▽
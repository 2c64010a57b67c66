//! Typed client for the detection and fine-tuning backend.
//!
//! [`ApiClient`] exposes one method per remote operation on top of
//! [`transport::HttpTransport`]; every failure is an [`ApiError`] carrying the
//! backend's own detail text when it sent one.

mod endpoints;
mod error;
pub mod multipart;
pub mod transport;
pub mod types;
pub mod validation;

pub use endpoints::TrainingMode;
pub use error::ApiError;
pub use multipart::ImagePayload;
pub use types::*;

use url::Url;

use crate::config::{ApiSettings, EpochsEncoding};
use transport::HttpTransport;

#[derive(Clone, Debug)]
pub struct ApiClient {
    transport: HttpTransport,
    epochs_encoding: EpochsEncoding,
}

impl ApiClient {
    pub fn new(settings: &ApiSettings) -> Self {
        Self {
            transport: HttpTransport::new(
                settings.base_url.clone(),
                settings.request_timeout,
                settings.max_response_bytes,
            ),
            epochs_encoding: settings.epochs_encoding,
        }
    }

    /// Client with default settings against `base_url`.
    pub fn with_base_url(base_url: Url) -> Self {
        Self::new(&ApiSettings {
            base_url,
            ..ApiSettings::default()
        })
    }

    pub fn base_url(&self) -> &Url {
        self.transport.base_url()
    }

    pub fn epochs_encoding(&self) -> EpochsEncoding {
        self.epochs_encoding
    }
}
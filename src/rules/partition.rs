//! Deterministic partitioning of card combinations.
//!
//! Build creation and staging finalize both ask the same question: can
//! this set of cards be divided into groups that each sum exactly to
//! the declared value, using every card? A single group means a plain
//! sum build (still extendable); multiple groups mean a doubled build
//! locked at its value.
//!
//! ## The rule
//!
//! The search is first-fit backtracking over the cards in their stored
//! (chronological) order: each card is placed into the earliest open
//! group it fits, a new group is opened only when no existing group
//! fits, and the search backtracks on dead ends. The first solution in
//! that order is the answer, so the grouping is reproducible for any
//! input; there is no dependence on hash order or randomness.

use crate::core::card::Card;

/// Partition `cards` into groups each summing exactly to `target`,
/// using every card. Returns the groups (cards keep their input
/// order within and across groups), or `None` if no partition exists.
#[must_use]
pub fn partition_into_sums(cards: &[Card], target: u8) -> Option<Vec<Vec<Card>>> {
    if cards.is_empty() || target == 0 {
        return None;
    }

    let values: Vec<u8> = cards.iter().map(|c| c.value()).collect();
    let total: u32 = values.iter().map(|v| u32::from(*v)).sum();
    if total % u32::from(target) != 0 {
        return None;
    }

    let mut groups: Vec<(Vec<usize>, u8)> = Vec::new();
    if !place(&values, 0, target, &mut groups) {
        return None;
    }

    Some(
        groups
            .into_iter()
            .map(|(indices, _)| indices.into_iter().map(|i| cards[i]).collect())
            .collect(),
    )
}

/// Number of groups in the deterministic partition, if one exists.
#[must_use]
pub fn partition_group_count(cards: &[Card], target: u8) -> Option<usize> {
    partition_into_sums(cards, target).map(|groups| groups.len())
}

fn place(values: &[u8], idx: usize, target: u8, groups: &mut Vec<(Vec<usize>, u8)>) -> bool {
    if idx == values.len() {
        return groups.iter().all(|(_, sum)| *sum == target);
    }

    let value = values[idx];

    // Earliest open group first keeps the result deterministic.
    for gi in 0..groups.len() {
        if groups[gi].1 + value <= target {
            groups[gi].0.push(idx);
            groups[gi].1 += value;
            if place(values, idx + 1, target, groups) {
                return true;
            }
            groups[gi].0.pop();
            groups[gi].1 -= value;
        }
    }

    if value <= target {
        groups.push((vec![idx], value));
        if place(values, idx + 1, target, groups) {
            return true;
        }
        groups.pop();
    }

    false
}

#[cfg(test)]
mod tests {
    use super::*;
    use crate::core::card::{Rank, Suit};

    fn cards(ranks: &[Rank]) -> Vec<Card> {
        // Suits cycle so duplicate ranks stay distinct cards.
        ranks
            .iter()
            .zip(Suit::ALL.iter().cycle())
            .map(|(rank, suit)| Card::new(*rank, *suit))
            .collect()
    }

    fn values(groups: &[Vec<Card>]) -> Vec<Vec<u8>> {
        groups
            .iter()
            .map(|g| g.iter().map(|c| c.value()).collect())
            .collect()
    }

    #[test]
    fn test_single_group_sum() {
        let input = cards(&[Rank::Four, Rank::Four]);
        let groups = partition_into_sums(&input, 8).unwrap();
        assert_eq!(values(&groups), vec![vec![4, 4]]);
    }

    #[test]
    fn test_pairing_splits_into_groups() {
        let input = cards(&[Rank::Four, Rank::Four]);
        let groups = partition_into_sums(&input, 4).unwrap();
        assert_eq!(values(&groups), vec![vec![4], vec![4]]);
    }

    #[test]
    fn test_mixed_groups() {
        let input = cards(&[Rank::Three, Rank::Five, Rank::Eight]);
        let groups = partition_into_sums(&input, 8).unwrap();
        assert_eq!(values(&groups), vec![vec![3, 5], vec![8]]);
    }

    #[test]
    fn test_backtracking_required() {
        // [4,2,6,4] at 8: greedy first-fit closes 4+2 and strands the
        // 6; the search has to retreat and pair 2 with 6 instead.
        let input = cards(&[Rank::Four, Rank::Two, Rank::Six, Rank::Four]);
        let groups = partition_into_sums(&input, 8).unwrap();

        assert_eq!(groups.len(), 2);
        for group in &groups {
            let sum: u8 = group.iter().map(|c| c.value()).sum();
            assert_eq!(sum, 8);
        }
    }

    #[test]
    fn test_no_partition() {
        assert!(partition_into_sums(&cards(&[Rank::Two, Rank::Three]), 6).is_none());
        assert!(partition_into_sums(&cards(&[Rank::Ten, Rank::Three]), 10).is_none());
        // Divisible total but no valid grouping.
        assert!(partition_into_sums(&cards(&[Rank::Seven, Rank::Seven]), 2).is_none());
    }

    #[test]
    fn test_degenerate_inputs() {
        assert!(partition_into_sums(&[], 8).is_none());
        assert!(partition_into_sums(&cards(&[Rank::Four]), 0).is_none());
        // Single card at its own value is one group.
        let groups = partition_into_sums(&cards(&[Rank::Ten]), 10).unwrap();
        assert_eq!(values(&groups), vec![vec![10]]);
    }

    #[test]
    fn test_deterministic_grouping() {
        let input = cards(&[Rank::Two, Rank::Six, Rank::Three, Rank::Five]);
        let a = partition_into_sums(&input, 8).unwrap();
        let b = partition_into_sums(&input, 8).unwrap();

        assert_eq!(a, b);
        assert_eq!(values(&a), vec![vec![2, 6], vec![3, 5]]);
    }

    #[test]
    fn test_group_count() {
        assert_eq!(
            partition_group_count(&cards(&[Rank::Four, Rank::Four]), 8),
            Some(1)
        );
        assert_eq!(
            partition_group_count(&cards(&[Rank::Four, Rank::Four]), 4),
            Some(2)
        );
        assert_eq!(partition_group_count(&cards(&[Rank::Two]), 8), None);
    }

    #[test]
    fn test_exhaustive_small_cases() {
        // For two cards a partition exists exactly when the pair sums
        // to the target, or both cards match it individually. Check
        // every combination against that oracle.
        let ranks = [Rank::Ace, Rank::Two, Rank::Three, Rank::Four, Rank::Five];
        for a in ranks {
            for b in ranks {
                let input = vec![
                    Card::new(a, Suit::Clubs),
                    Card::new(b, Suit::Hearts),
                ];
                for target in 1..=10u8 {
                    let got = partition_into_sums(&input, target).is_some();
                    let expect = a.value() + b.value() == target
                        || (a.value() == target && b.value() == target);
                    assert_eq!(
                        got, expect,
                        "[{}, {}] target {target}",
                        a.value(),
                        b.value()
                    );
                }
            }
        }
    }
}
△
- Work to complete
Print out the whole listing exactly as it appears.

- Task answer
repository 2c64010a57b67c66
//! Typed client for the detection and fine-tuning backend.
//!
//! [`ApiClient`] exposes one method per remote operation on top of
//! [`transport::HttpTransport`]; every failure is an [`ApiError`] carrying the
//! backend's own detail text when it sent one.

mod endpoints;
mod error;
pub mod multipart;
pub mod transport;
pub mod types;
pub mod validation;

pub use endpoints::TrainingMode;
pub use error::ApiError;
pub use multipart::ImagePayload;
pub use types::*;

use url::Url;

use crate::config::{ApiSettings, EpochsEncoding};
use transport::HttpTransport;

#[derive(Clone, Debug)]
pub struct ApiClient {
    transport: HttpTransport,
    epochs_encoding: EpochsEncoding,
}

impl ApiClient {
    pub fn new(settings: &ApiSettings) -> Self {
        Self {
            transport: HttpTransport::new(
                settings.base_url.clone(),
                settings.request_timeout,
                settings.max_response_bytes,
            ),
            epochs_encoding: settings.epochs_encoding,
        }
    }

    /// Client with default settings against `base_url`.
    pub fn with_base_url(base_url: Url) -> Self {
        Self::new(&ApiSettings {
            base_url,
            ..ApiSettings::default()
        })
    }

    pub fn base_url(&self) -> &Url {
        self.transport.base_url()
    }

    pub fn epochs_encoding(&self) -> EpochsEncoding {
        self.epochs_encoding
    }
}
filename src/rules/partition.rs
//! Deterministic partitioning of card combinations.
//!
//! Build creation and staging finalize both ask the same question: can
//! this set of cards be divided into groups that each sum exactly to
//! the declared value, using every card? A single group means a plain
//! sum build (still extendable); multiple groups mean a doubled build
//! locked at its value.
//!
//! ## The rule
//!
//! The search is first-fit backtracking over the cards in their stored
//! (chronological) order: each card is placed into the earliest open
//! group it fits, a new group is opened only when no existing group
//! fits, and the search backtracks on dead ends. The first solution in
//! that order is the answer, so the grouping is reproducible for any
//! input; there is no dependence on hash order or randomness.

use crate::core::card::Card;

/// Partition `cards` into groups each summing exactly to `target`,
/// using every card. Returns the groups (cards keep their input
/// order within and across groups), or `None` if no partition exists.
#[must_use]
pub fn partition_into_sums(cards: &[Card], target: u8) -> Option<Vec<Vec<Card>>> {
    if cards.is_empty() || target == 0 {
        return None;
    }

    let values: Vec<u8> = cards.iter().map(|c| c.value()).collect();
    let total: u32 = values.iter().map(|v| u32::from(*v)).sum();
    if total % u32::from(target) != 0 {
        return None;
    }

    let mut groups: Vec<(Vec<usize>, u8)> = Vec::new();
    if !place(&values, 0, target, &mut groups) {
        return None;
    }

    Some(
        groups
            .into_iter()
            .map(|(indices, _)| indices.into_iter().map(|i| cards[i]).collect())
            .collect(),
    )
}

/// Number of groups in the deterministic partition, if one exists.
#[must_use]
pub fn partition_group_count(cards: &[Card], target: u8) -> Option<usize> {
    partition_into_sums(cards, target).map(|groups| groups.len())
}

fn place(values: &[u8], idx: usize, target: u8, groups: &mut Vec<(Vec<usize>, u8)>) -> bool {
    if idx == values.len() {
        return groups.iter().all(|(_, sum)| *sum == target);
    }

    let value = values[idx];

    // Earliest open group first keeps the result deterministic.
    for gi in 0..groups.len() {
        if groups[gi].1 + value <= target {
            groups[gi].0.push(idx);
            groups[gi].1 += value;
            if place(values, idx + 1, target, groups) {
                return true;
            }
            groups[gi].0.pop();
            groups[gi].1 -= value;
        }
    }

    if value <= target {
        groups.push((vec![idx], value));
        if place(values, idx + 1, target, groups) {
            return true;
        }
        groups.pop();
    }

    false
}

#[cfg(test)]
mod tests {
    use super::*;
    use crate::core::card::{Rank, Suit};

    fn cards(ranks: &[Rank]) -> Vec<Card> {
        // Suits cycle so duplicate ranks stay distinct cards.
        ranks
            .iter()
            .zip(Suit::ALL.iter().cycle())
            .map(|(rank, suit)| Card::new(*rank, *suit))
            .collect()
    }

    fn values(groups: &[Vec<Card>]) -> Vec<Vec<u8>> {
        groups
            .iter()
            .map(|g| g.iter().map(|c| c.value()).collect())
            .collect()
    }

    #[test]
    fn test_single_group_sum() {
        let input = cards(&[Rank::Four, Rank::Four]);
        let groups = partition_into_sums(&input, 8).unwrap();
        assert_eq!(values(&groups), vec![vec![4, 4]]);
    }

    #[test]
    fn test_pairing_splits_into_groups() {
        let input = cards(&[Rank::Four, Rank::Four]);
        let groups = partition_into_sums(&input, 4).unwrap();
        assert_eq!(values(&groups), vec![vec![4], vec![4]]);
    }

    #[test]
    fn test_mixed_groups() {
        let input = cards(&[Rank::Three, Rank::Five, Rank::Eight]);
        let groups = partition_into_sums(&input, 8).unwrap();
        assert_eq!(values(&groups), vec![vec![3, 5], vec![8]]);
    }

    #[test]
    fn test_backtracking_required() {
        // [4,2,6,4] at 8: greedy first-fit closes 4+2 and strands the
        // 6; the search has to retreat and pair 2 with 6 instead.
        let input = cards(&[Rank::Four, Rank::Two, Rank::Six, Rank::Four]);
        let groups = partition_into_sums(&input, 8).unwrap();

        assert_eq!(groups.len(), 2);
        for group in &groups {
            let sum: u8 = group.iter().map(|c| c.value()).sum();
            assert_eq!(sum, 8);
        }
    }

    #[test]
    fn test_no_partition() {
        assert!(partition_into_sums(&cards(&[Rank::Two, Rank::Three]), 6).is_none());
        assert!(partition_into_sums(&cards(&[Rank::Ten, Rank::Three]), 10).is_none());
        // Divisible total but no valid grouping.
        assert!(partition_into_sums(&cards(&[Rank::Seven, Rank::Seven]), 2).is_none());
    }

    #[test]
    fn test_degenerate_inputs() {
        assert!(partition_into_sums(&[], 8).is_none());
        assert!(partition_into_sums(&cards(&[Rank::Four]), 0).is_none());
        // Single card at its own value is one group.
        let groups = partition_into_sums(&cards(&[Rank::Ten]), 10).unwrap();
        assert_eq!(values(&groups), vec![vec![10]]);
    }

    #[test]
    fn test_deterministic_grouping() {
        let input = cards(&[Rank::Two, Rank::Six, Rank::Three, Rank::Five]);
        let a = partition_into_sums(&input, 8).unwrap();
        let b = partition_into_sums(&input, 8).unwrap();

        assert_eq!(a, b);
        assert_eq!(values(&a), vec![vec![2, 6], vec![3, 5]]);
    }

    #[test]
    fn test_group_count() {
        assert_eq!(
            partition_group_count(&cards(&[Rank::Four, Rank::Four]), 8),
            Some(1)
        );
        assert_eq!(
            partition_group_count(&cards(&[Rank::Four, Rank::Four]), 4),
            Some(2)
        );
        assert_eq!(partition_group_count(&cards(&[Rank::Two]), 8), None);
    }

    #[test]
    fn test_exhaustive_small_cases() {
        // For two cards a partition exists exactly when the pair sums
        // to the target, or both cards match it individually. Check
        // every combination against that oracle.
        let ranks = [Rank::Ace, Rank::Two, Rank::Three, Rank::Four, Rank::Five];
        for a in ranks {
            for b in ranks {
                let input = vec![
                    Card::new(a, Suit::Clubs),
                    Card::new(b, Suit::Hearts),
                ];
                for target in 1..=10u8 {
                    let got = partition_into_sums(&input, target).is_some();
                    let expect = a.value() + b.value() == target
                        || (a.value() == target && b.value() == target);
                    assert_eq!(
                        got, expect,
                        "[{}, {}] target {target}",
                        a.value(),
                        b.value()
                    );
                }
            }
        }
    }
}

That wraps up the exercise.